Separate Quality Flag columns for each quality flag or each type of quality flag
heather-i opened this issue · 14 comments
In order to further automate our data management and reporting systems to be compatible with the Ontario Data Template based on the Open Data Model it would be helpful to split out the Quality Flag column in the WWMeasure tab to more easily support when there is more than one quality flag for a data point. According to the Protocol Evaluations for qPCR Performance used by the MECP and OCWA (attached), there are the following qualifiers:
B - background contamination observed (greater than 5 Cq away from samples; indicating that it would not affect quantification but it is present)
FI - failed inhibition
AI - addressed inhibition
ND - non-detect
J - concentration estimate extrapolated based on extending experiment-specific standard curve to the y-intercept
UJ - "Trace" amplification of target; concentration estimate extrapolated based on extending experiment-specific standard curve beyond the y-intercept
It would be easiest if all of these had their own column that could be true/false or if they were at least grouped into the type of quality flag. Ex. a column flags that correspond to concentration (ND, J, and UJ) since each sample can only be one of these and flags that correspond to inhibition (FI and AI) since each sample can only have one of these.
I know this is very Ontario-specific so I understand if it is not possible to make these changes but if it is possible to include them and have them be optional for users of the Open Data Model who do not need these separated, then that would be wonderful.
Thanks!
There was a conversation on this topic in today's ODM Implementation meeting.

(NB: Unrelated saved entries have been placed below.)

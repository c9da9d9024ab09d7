//! Static catalog of model descriptors.
//!
//! The registry is immutable, shared process-wide, and is the only place where
//! pricing, tiering, and capability metadata live.  The smart router plans
//! candidate cascades from it and the orchestrator picks role models out of it.
//!
//! # Example
//!
//! ```rust
//! use swarmllm::registry::{ModelRegistry, ModelTier};
//!
//! let registry = ModelRegistry::builtin();
//!
//! let primaries = registry.by_tier(ModelTier::Primary);
//! assert!(!primaries.is_empty());
//!
//! let cheap = registry
//!     .cheapest_meeting(ModelTier::Edge, 1.0, 3)
//!     .expect("edge tier always has a budget model");
//! println!("last resort: {}", cheap.id);
//! ```

use serde::{Deserialize, Serialize};
use std::error::Error;
use std::fmt;

use crate::swarmllm::client_wrapper::TokenUsage;

/// Cost/latency tier a model belongs to.  Tiers partition the catalog: every
/// descriptor carries exactly one tier, and the router cascades across them.
#[derive(Debug, Clone, Copy, PartialEq, Eq, Hash, Serialize, Deserialize)]
#[serde(rename_all = "snake_case")]
pub enum ModelTier {
    /// Balanced default tier; first choice for most work.
    Primary,
    /// Cheap, fast, lower-quality tier; always the last resort in a cascade.
    Edge,
    /// Highest-quality tier; selected for `quality` covenants and hard prompts.
    Flagship,
}

impl fmt::Display for ModelTier {
    fn fmt(&self, f: &mut fmt::Formatter<'_>) -> fmt::Result {
        match self {
            ModelTier::Primary => write!(f, "primary"),
            ModelTier::Edge => write!(f, "edge"),
            ModelTier::Flagship => write!(f, "flagship"),
        }
    }
}

/// Capability flags attached to a catalog entry.
#[derive(Debug, Clone, Copy, Serialize, Deserialize)]
pub struct Capabilities {
    /// Whether the upstream serves incremental responses.
    pub supports_streaming: bool,
    /// Whether the upstream accepts native tool definitions.
    pub supports_tools: bool,
    /// Whether the upstream exposes a reasoning/thinking mode.
    pub supports_thinking: bool,
    /// Coarse quality ranking, 1 (weakest) to 10 (strongest).
    pub quality_rank: u8,
}

/// An immutable catalog entry describing one routable model.
#[derive(Debug, Clone, Serialize)]
pub struct ModelDescriptor {
    /// Opaque `provider/model_name` identifier, as sent to the gateway.
    pub id: &'static str,
    /// Provider tag, the prefix of `id`.
    pub provider: &'static str,
    /// Tier this model belongs to.
    pub tier: ModelTier,
    /// Blended price per million tokens (prompt + completion), USD.
    pub cost_per_million_tokens: f64,
    /// Nominal generation speed in tokens per second.
    pub nominal_speed_tokens_per_sec: f64,
    /// Context window size in tokens.
    pub max_context_tokens: u32,
    /// Capability flags.
    pub capabilities: Capabilities,
}

impl ModelDescriptor {
    /// Shorthand for the descriptor's quality rank.
    pub fn quality_rank(&self) -> u8 {
        self.capabilities.quality_rank
    }
}

/// Errors returned by registry lookups.
#[derive(Debug, Clone)]
pub enum RegistryError {
    /// The requested id is not in the catalog.
    UnknownModel(String),
}

impl fmt::Display for RegistryError {
    fn fmt(&self, f: &mut fmt::Formatter<'_>) -> fmt::Result {
        match self {
            RegistryError::UnknownModel(id) => write!(f, "unknown model id: {}", id),
        }
    }
}

impl Error for RegistryError {}

const fn caps(streaming: bool, tools: bool, thinking: bool, quality_rank: u8) -> Capabilities {
    Capabilities {
        supports_streaming: streaming,
        supports_tools: tools,
        supports_thinking: thinking,
        quality_rank,
    }
}

/// The built-in catalog.  Three tiers, four providers, priced per million
/// blended tokens.
const BUILTIN_CATALOG: &[ModelDescriptor] = &[
    // ── Primary tier ─────────────────────────────────────────────────────
    ModelDescriptor {
        id: "openai/gpt-4.1-mini",
        provider: "openai",
        tier: ModelTier::Primary,
        cost_per_million_tokens: 0.70,
        nominal_speed_tokens_per_sec: 180.0,
        max_context_tokens: 1_047_576,
        capabilities: caps(true, true, false, 7),
    },
    ModelDescriptor {
        id: "anthropic/claude-sonnet-4",
        provider: "anthropic",
        tier: ModelTier::Primary,
        cost_per_million_tokens: 3.60,
        nominal_speed_tokens_per_sec: 110.0,
        max_context_tokens: 200_000,
        capabilities: caps(true, true, true, 8),
    },
    ModelDescriptor {
        id: "google/gemini-2.5-flash",
        provider: "google",
        tier: ModelTier::Primary,
        cost_per_million_tokens: 0.60,
        nominal_speed_tokens_per_sec: 220.0,
        max_context_tokens: 1_048_576,
        capabilities: caps(true, true, true, 7),
    },
    // ── Edge tier ────────────────────────────────────────────────────────
    ModelDescriptor {
        id: "openai/gpt-4.1-nano",
        provider: "openai",
        tier: ModelTier::Edge,
        cost_per_million_tokens: 0.17,
        nominal_speed_tokens_per_sec: 260.0,
        max_context_tokens: 1_047_576,
        capabilities: caps(true, true, false, 4),
    },
    ModelDescriptor {
        id: "google/gemini-2.0-flash-lite",
        provider: "google",
        tier: ModelTier::Edge,
        cost_per_million_tokens: 0.13,
        nominal_speed_tokens_per_sec: 300.0,
        max_context_tokens: 1_048_576,
        capabilities: caps(true, false, false, 3),
    },
    ModelDescriptor {
        id: "meta/llama-3.3-70b",
        provider: "meta",
        tier: ModelTier::Edge,
        cost_per_million_tokens: 0.25,
        nominal_speed_tokens_per_sec: 190.0,
        max_context_tokens: 128_000,
        capabilities: caps(true, false, false, 4),
    },
    // ── Flagship tier ────────────────────────────────────────────────────
    ModelDescriptor {
        id: "openai/gpt-5",
        provider: "openai",
        tier: ModelTier::Flagship,
        cost_per_million_tokens: 5.60,
        nominal_speed_tokens_per_sec: 90.0,
        max_context_tokens: 400_000,
        capabilities: caps(true, true, true, 9),
    },
    ModelDescriptor {
        id: "anthropic/claude-opus-4",
        provider: "anthropic",
        tier: ModelTier::Flagship,
        cost_per_million_tokens: 37.50,
        nominal_speed_tokens_per_sec: 60.0,
        max_context_tokens: 200_000,
        capabilities: caps(true, true, true, 10),
    },
    ModelDescriptor {
        id: "google/gemini-2.5-pro",
        provider: "google",
        tier: ModelTier::Flagship,
        cost_per_million_tokens: 6.25,
        nominal_speed_tokens_per_sec: 85.0,
        max_context_tokens: 1_048_576,
        capabilities: caps(true, true, true, 9),
    },
];

/// Pure-data model catalog.
///
/// Cloning is cheap (descriptors are `'static`); share it as
/// `Arc<ModelRegistry>` between actors.
#[derive(Debug, Clone)]
pub struct ModelRegistry {
    models: Vec<ModelDescriptor>,
}

impl ModelRegistry {
    /// The built-in production catalog.
    pub fn builtin() -> Self {
        Self {
            models: BUILTIN_CATALOG.to_vec(),
        }
    }

    /// A registry over a caller-supplied catalog.  Used by tests.
    pub fn with_models(models: Vec<ModelDescriptor>) -> Self {
        Self { models }
    }

    /// All descriptors, in catalog order.
    pub fn list(&self) -> &[ModelDescriptor] {
        &self.models
    }

    /// Look up one descriptor by id.
    pub fn get(&self, id: &str) -> Result<&ModelDescriptor, RegistryError> {
        self.models
            .iter()
            .find(|m| m.id == id)
            .ok_or_else(|| RegistryError::UnknownModel(id.to_string()))
    }

    /// All descriptors in the given tier, in catalog order.
    pub fn by_tier(&self, tier: ModelTier) -> Vec<&ModelDescriptor> {
        self.models.iter().filter(|m| m.tier == tier).collect()
    }

    /// The cheapest descriptor of `tier` whose quality rank is at least
    /// `min_quality_rank` and whose per-million price does not exceed
    /// `max_cost_per_million`.
    pub fn cheapest_meeting(
        &self,
        tier: ModelTier,
        max_cost_per_million: f64,
        min_quality_rank: u8,
    ) -> Option<&ModelDescriptor> {
        self.models
            .iter()
            .filter(|m| {
                m.tier == tier
                    && m.quality_rank() >= min_quality_rank
                    && m.cost_per_million_tokens <= max_cost_per_million
            })
            .min_by(|a, b| {
                a.cost_per_million_tokens
                    .partial_cmp(&b.cost_per_million_tokens)
                    .unwrap_or(std::cmp::Ordering::Equal)
            })
    }

    /// The strongest descriptor of `tier`: highest quality rank, price as the
    /// tie breaker.
    pub fn best_of_tier(&self, tier: ModelTier) -> Option<&ModelDescriptor> {
        self.models
            .iter()
            .filter(|m| m.tier == tier)
            .min_by(|a, b| {
                b.quality_rank().cmp(&a.quality_rank()).then(
                    a.cost_per_million_tokens
                        .partial_cmp(&b.cost_per_million_tokens)
                        .unwrap_or(std::cmp::Ordering::Equal),
                )
            })
    }

    /// Price a call against the catalog.  Unknown models price at zero.
    pub fn price(&self, model_id: &str, usage: &TokenUsage) -> f64 {
        match self.get(model_id) {
            Ok(descriptor) => {
                descriptor.cost_per_million_tokens * usage.total() as f64 / 1_000_000.0
            }
            Err(_) => 0.0,
        }
    }
}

Multiple people present agreed that multiple quality flags could be relevant for a single measure (e.g., control curve quality concerns + inhibition quality concerns). Though qPCR was at the forefront of this discussion, it is easy to imagine that this could be the case for other types of measures as well (sequencing, sampling, etc.)
There are multiple ways to deal with a measure having many quality concerns. Some of them would require modifying the structure of the ODM slightly.
(A) Option that doesn't require changes to the ODM structure.
- Only recording the "most important" quality flag for a given measure.
Advantages Straightforward to implement (only documentation is needed)
Drawbacks: It is unclear and possibly impossible for users to determine whether a given flag is more or less important than another.
(B) Option that requires minimal changes
- Having multiple
qualityFlag
fields (qualityFlag1
,qualityFlag2
, ...) in themeasures
andsamples
tables.
Advantages: This would be very straightforward to implement, and it wouldn't require the creation of new tables. Drawbacks: 1) It widens the report tables by several fields 2) It might seem like they should be interpreted as having a hierarchy (isqualityFlag1
more important thanqualityFlag3
because it is ranked first?) 3) It opens the door to adding lists in many other places in the ODM, potentially mucking up the overall structure.
Options that require adding new tables
The linkages between quality flags and measures / samples could be done in (at least) 2 ways:
Option C: "Loose" linkage
This option:
- Removes the
qualityFlag
field from themeasures
andsamples
tables
*Creates a table with the following fields:- unique id (primary key)
- measureID
- sampleID
- qualityFlag
Users would thus creates as many rows as they need (each linked with the specific measure or sample they want to qualify). They would need to add the quality information into this new table themselves.
Option D: "Hard" linkage
This option takes advantage from the fact that quality flags are pre-determined by the dictionary. Therefore, all the possible combinations of quality flags that could be reported can be inferred by the contents of the dictionary itself. Say, in measure x
's qualitySet, that there are three possible flags: A
, B
, and C
. We thus immediately know that the quality concerns for a measurement of x
can only be one of {[], [A], [B], [C], [A,B], [A, C], [B, C], [A, B, C]}
. A new table (say, qFCombinations
) could be automatically be generated from the contents of each qualitySet
, with each combination having its unique id.
Then , the measure
and sample
tables only need to replace their qualityFlag
field with a qfCombinationID
field to link the measure / sample to the correct combination of flags.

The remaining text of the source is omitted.